- _Activity_: What is wanted is an exact copy of the lines from the top of the listing through the line containing "that is emitted".

- _Data to process_:
use dioxus_logger::tracing::{self, Level};
use sea_orm::DatabaseConnection;
use tokio::sync::oneshot::error::RecvError;

use crate::{
    config::Config,
    error::AppError,
    model::settings::SharedSettings,
    queue::consumer::ConsumerExit,
    service::settings::BotSettingsService,
};

/// Initializes the global tracing subscriber.
///
/// # Arguments
/// - `level` - Most verbose level that is emitted
pub fn init_logger(level: Level) -> Result<(), AppError> {
    dioxus_logger::init(level)
        .map_err(|e| AppError::InternalError(format!("Failed to initialize logger: {}", e)))
}

/// Connects to the database and runs pending migrations.
///
/// Establishes a connection pool using the connection string from configuration, then
/// automatically runs all pending SeaORM migrations to ensure the database schema is
/// up-to-date. This function must complete successfully before the bot can access the
/// database.
///
/// # Arguments
/// - `config` - Application configuration containing the database URL
///
/// # Returns
/// - `Ok(DatabaseConnection)` - Connected database with migrations applied
/// - `Err(Error)` - Failed to connect to database or run migrations
pub async fn connect_to_database(config: &Config) -> Result<DatabaseConnection, AppError> {
    use migration::{Migrator, MigratorTrait};
    use sea_orm::{ConnectOptions, Database};

    let mut opt = ConnectOptions::new(&config.database_url);
    opt.sqlx_logging(false);

    let db = Database::connect(opt).await?;

    Migrator::up(&db, None).await?;

    Ok(db)
}

/// Loads persisted bot settings into the shared handle the queue handlers read.
pub async fn load_settings(db: &DatabaseConnection) -> Result<SharedSettings, AppError> {
    let settings = BotSettingsService::new(db).load().await?;

    Ok(settings.into_shared())
}

/// Writes the current bot settings back to the database.
pub async fn persist_settings(
    db: &DatabaseConnection,
    settings: &SharedSettings,
) -> Result<(), AppError> {
    let snapshot = settings.read().await.clone();
    BotSettingsService::new(db).persist(&snapshot).await?;

    tracing::info!("Bot settings saved");

    Ok(())
}

/// Maps how the queue consumer ended onto the process result.
///
/// # Returns
/// - `Ok(())` - Consumer stopped at a terminate task, or never started
/// - `Err(AppError::InternalError)` - Consumer aborted on queue overload, so the process
///   exits with a failure status
pub fn consumer_outcome(exit: Result<ConsumerExit, RecvError>) -> Result<(), AppError> {
    match exit {
        Ok(ConsumerExit::Aborted) => Err(AppError::InternalError(
            "Task queue overloaded, bot was shut down".to_string(),
        )),
        Ok(ConsumerExit::Stopped) => {
            tracing::info!("Task queue drained");
            Ok(())
        }
        Err(_) => {
            tracing::warn!("Bot stopped before the queue consumer started");
            Ok(())
        }
    }
}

- _Response for this exercise_:
use dioxus_logger::tracing::{self, Level};
use sea_orm::DatabaseConnection;
use tokio::sync::oneshot::error::RecvError;

use crate::{
    config::Config,
    error::AppError,
    model::settings::SharedSettings,
    queue::consumer::ConsumerExit,
    service::settings::BotSettingsService,
};

/// Initializes the global tracing subscriber.
///
/// # Arguments
/// - `level` - Most verbose level that is emitted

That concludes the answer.